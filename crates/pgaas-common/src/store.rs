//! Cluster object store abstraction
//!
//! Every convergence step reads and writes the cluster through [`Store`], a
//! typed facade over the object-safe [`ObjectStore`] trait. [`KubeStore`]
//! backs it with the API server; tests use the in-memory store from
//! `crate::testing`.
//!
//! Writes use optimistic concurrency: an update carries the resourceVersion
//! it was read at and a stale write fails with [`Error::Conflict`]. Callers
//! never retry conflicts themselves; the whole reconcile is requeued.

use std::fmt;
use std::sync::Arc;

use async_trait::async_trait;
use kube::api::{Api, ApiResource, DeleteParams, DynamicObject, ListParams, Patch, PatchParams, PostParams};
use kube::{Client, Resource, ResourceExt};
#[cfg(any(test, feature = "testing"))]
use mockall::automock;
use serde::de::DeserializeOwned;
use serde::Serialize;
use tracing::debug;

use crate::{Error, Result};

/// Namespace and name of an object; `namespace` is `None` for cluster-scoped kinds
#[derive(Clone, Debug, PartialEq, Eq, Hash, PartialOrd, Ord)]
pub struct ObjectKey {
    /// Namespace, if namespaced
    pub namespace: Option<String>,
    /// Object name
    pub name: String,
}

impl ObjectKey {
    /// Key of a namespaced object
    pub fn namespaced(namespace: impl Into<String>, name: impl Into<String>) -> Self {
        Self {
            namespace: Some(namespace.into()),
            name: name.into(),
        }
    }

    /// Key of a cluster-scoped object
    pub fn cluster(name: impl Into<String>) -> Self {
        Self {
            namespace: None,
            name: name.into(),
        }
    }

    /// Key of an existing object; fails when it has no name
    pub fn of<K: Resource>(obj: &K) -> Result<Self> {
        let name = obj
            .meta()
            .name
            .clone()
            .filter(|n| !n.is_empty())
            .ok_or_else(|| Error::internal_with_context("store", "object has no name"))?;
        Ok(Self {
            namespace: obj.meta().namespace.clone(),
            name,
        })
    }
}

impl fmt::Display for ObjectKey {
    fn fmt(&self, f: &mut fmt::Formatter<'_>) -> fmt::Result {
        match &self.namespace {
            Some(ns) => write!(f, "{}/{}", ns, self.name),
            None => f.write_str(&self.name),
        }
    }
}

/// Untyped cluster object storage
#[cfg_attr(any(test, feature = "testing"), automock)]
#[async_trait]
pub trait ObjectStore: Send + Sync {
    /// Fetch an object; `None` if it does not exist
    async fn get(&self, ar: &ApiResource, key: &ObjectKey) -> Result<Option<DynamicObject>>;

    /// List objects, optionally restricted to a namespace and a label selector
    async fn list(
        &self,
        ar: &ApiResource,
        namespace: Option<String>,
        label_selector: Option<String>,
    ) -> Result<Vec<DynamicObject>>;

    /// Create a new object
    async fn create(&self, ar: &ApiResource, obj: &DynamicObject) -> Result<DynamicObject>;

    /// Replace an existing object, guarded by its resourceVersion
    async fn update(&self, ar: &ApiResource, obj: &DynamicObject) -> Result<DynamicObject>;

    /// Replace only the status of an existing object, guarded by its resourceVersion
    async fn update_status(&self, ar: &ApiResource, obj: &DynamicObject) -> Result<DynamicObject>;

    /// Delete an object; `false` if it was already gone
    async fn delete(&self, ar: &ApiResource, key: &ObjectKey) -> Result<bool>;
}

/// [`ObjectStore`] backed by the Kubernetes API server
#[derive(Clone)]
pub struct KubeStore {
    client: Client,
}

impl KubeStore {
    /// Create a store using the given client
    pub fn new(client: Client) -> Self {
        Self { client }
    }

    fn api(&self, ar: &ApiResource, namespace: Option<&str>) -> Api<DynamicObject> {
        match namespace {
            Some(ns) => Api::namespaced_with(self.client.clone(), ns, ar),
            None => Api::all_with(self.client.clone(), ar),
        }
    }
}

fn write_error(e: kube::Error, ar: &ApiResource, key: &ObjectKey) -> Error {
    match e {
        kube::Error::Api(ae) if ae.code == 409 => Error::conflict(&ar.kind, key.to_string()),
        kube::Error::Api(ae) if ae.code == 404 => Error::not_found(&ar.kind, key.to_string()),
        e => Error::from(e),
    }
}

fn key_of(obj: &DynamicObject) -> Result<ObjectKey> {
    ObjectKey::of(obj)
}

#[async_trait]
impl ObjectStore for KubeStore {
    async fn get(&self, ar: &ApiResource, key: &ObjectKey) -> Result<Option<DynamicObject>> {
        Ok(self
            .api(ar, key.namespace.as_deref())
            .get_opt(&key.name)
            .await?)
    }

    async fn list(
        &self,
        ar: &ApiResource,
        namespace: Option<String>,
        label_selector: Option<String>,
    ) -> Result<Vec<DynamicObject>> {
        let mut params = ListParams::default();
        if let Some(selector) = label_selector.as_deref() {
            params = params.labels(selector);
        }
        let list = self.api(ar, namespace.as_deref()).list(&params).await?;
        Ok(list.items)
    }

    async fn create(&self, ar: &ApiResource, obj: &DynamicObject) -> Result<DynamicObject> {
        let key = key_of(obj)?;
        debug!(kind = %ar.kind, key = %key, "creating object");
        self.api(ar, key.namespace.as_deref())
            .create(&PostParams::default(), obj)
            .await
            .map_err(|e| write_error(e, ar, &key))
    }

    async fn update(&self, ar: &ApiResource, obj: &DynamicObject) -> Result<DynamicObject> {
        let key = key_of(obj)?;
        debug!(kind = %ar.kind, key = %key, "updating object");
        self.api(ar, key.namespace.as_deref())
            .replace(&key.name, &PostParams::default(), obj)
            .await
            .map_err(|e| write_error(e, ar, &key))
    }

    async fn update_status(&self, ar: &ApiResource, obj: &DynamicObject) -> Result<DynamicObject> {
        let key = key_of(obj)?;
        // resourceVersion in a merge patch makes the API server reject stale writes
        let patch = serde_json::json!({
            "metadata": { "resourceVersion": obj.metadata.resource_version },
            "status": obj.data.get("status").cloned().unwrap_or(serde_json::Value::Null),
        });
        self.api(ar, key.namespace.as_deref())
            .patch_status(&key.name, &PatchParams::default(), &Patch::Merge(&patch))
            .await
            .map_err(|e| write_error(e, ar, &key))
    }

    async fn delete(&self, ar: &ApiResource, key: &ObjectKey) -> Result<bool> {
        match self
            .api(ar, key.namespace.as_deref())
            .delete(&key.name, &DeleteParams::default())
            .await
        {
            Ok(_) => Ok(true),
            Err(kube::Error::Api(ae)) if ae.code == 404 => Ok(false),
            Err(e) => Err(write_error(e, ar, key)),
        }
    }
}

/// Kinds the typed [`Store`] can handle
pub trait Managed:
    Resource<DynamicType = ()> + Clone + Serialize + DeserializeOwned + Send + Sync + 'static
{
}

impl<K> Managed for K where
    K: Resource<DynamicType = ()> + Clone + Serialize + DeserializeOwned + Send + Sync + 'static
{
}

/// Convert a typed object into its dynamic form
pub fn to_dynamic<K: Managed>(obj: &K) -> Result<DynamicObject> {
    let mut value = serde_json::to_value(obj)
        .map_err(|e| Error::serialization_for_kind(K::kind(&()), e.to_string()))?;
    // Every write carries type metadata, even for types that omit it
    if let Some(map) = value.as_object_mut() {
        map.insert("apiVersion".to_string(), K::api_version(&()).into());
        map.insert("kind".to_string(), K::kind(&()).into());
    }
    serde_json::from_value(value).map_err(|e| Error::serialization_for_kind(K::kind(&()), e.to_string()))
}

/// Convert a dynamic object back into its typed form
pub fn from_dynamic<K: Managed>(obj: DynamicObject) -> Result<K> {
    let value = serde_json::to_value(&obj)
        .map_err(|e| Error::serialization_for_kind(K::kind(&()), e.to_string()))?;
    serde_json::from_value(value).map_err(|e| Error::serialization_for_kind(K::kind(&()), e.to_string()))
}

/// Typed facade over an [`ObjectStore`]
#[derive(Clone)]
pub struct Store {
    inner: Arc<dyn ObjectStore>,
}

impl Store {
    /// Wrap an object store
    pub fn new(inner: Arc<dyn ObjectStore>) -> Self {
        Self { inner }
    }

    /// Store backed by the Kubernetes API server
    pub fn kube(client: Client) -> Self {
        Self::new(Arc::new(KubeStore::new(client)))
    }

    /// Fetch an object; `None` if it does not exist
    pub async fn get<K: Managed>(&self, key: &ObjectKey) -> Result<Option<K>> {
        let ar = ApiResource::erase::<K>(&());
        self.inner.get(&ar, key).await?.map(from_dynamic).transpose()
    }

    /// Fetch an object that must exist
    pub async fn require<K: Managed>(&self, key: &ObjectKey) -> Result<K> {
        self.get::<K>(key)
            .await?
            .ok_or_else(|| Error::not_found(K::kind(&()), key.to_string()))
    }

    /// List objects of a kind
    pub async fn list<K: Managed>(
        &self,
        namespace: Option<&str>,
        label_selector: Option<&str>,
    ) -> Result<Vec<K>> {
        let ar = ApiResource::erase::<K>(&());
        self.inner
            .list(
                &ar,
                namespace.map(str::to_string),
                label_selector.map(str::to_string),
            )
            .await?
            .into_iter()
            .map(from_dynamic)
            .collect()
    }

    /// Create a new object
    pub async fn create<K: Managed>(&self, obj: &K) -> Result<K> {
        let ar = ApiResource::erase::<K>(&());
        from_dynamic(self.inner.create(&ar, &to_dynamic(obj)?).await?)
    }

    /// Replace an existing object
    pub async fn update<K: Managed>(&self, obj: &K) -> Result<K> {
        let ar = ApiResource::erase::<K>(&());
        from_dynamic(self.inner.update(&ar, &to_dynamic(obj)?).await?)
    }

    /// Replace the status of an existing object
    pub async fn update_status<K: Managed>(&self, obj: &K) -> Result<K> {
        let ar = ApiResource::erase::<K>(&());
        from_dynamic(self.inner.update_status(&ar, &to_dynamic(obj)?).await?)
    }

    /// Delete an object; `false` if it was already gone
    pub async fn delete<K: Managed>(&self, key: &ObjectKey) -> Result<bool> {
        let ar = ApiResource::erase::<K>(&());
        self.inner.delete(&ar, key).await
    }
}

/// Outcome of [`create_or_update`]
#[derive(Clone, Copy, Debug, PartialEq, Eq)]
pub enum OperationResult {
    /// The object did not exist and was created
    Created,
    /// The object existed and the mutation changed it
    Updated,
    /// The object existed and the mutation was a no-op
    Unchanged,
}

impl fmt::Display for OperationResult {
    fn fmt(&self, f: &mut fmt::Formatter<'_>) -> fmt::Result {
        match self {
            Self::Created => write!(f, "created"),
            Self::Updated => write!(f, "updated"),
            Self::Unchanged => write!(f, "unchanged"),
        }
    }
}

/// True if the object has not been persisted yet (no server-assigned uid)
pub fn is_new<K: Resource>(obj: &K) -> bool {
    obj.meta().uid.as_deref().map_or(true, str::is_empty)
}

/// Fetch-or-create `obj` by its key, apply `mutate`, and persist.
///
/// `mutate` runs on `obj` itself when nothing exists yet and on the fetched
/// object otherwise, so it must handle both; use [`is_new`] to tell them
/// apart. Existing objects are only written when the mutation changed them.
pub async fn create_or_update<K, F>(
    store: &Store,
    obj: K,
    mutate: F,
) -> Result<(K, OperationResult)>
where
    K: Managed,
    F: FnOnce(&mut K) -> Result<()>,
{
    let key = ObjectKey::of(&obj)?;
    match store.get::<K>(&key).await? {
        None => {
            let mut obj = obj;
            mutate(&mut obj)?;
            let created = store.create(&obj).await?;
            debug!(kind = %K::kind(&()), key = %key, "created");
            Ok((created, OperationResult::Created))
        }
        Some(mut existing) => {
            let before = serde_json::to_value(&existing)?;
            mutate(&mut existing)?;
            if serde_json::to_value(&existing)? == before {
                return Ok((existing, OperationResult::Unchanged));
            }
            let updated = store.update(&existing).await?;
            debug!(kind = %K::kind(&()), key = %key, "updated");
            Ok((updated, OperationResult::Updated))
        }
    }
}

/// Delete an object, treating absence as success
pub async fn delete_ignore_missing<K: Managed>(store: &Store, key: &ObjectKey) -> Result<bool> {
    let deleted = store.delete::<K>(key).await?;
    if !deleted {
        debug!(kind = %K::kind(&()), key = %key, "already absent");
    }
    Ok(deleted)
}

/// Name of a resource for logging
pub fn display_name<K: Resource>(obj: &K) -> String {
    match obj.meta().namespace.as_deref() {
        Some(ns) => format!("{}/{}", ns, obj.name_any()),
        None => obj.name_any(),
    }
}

- [Your goal]:
Please reproduce, exactly as written, the lines of the records from the first line through the one containing "#[derive(Clone, Debug, PartialEq, Eq, Hash, PartialOrd, Ord)]".

- [Solution]:
filename crates/pgaas-common/src/store.rs
//! Cluster object store abstraction
//!
//! Every convergence step reads and writes the cluster through [`Store`], a
//! typed facade over the object-safe [`ObjectStore`] trait. [`KubeStore`]
//! backs it with the API server; tests use the in-memory store from
//! `crate::testing`.
//!
//! Writes use optimistic concurrency: an update carries the resourceVersion
//! it was read at and a stale write fails with [`Error::Conflict`]. Callers
//! never retry conflicts themselves; the whole reconcile is requeued.

use std::fmt;
use std::sync::Arc;

use async_trait::async_trait;
use kube::api::{Api, ApiResource, DeleteParams, DynamicObject, ListParams, Patch, PatchParams, PostParams};
use kube::{Client, Resource, ResourceExt};
#[cfg(any(test, feature = "testing"))]
use mockall::automock;
use serde::de::DeserializeOwned;
use serde::Serialize;
use tracing::debug;

use crate::{Error, Result};

/// Namespace and name of an object; `namespace` is `None` for cluster-scoped kinds
#[derive(Clone, Debug, PartialEq, Eq, Hash, PartialOrd, Ord)]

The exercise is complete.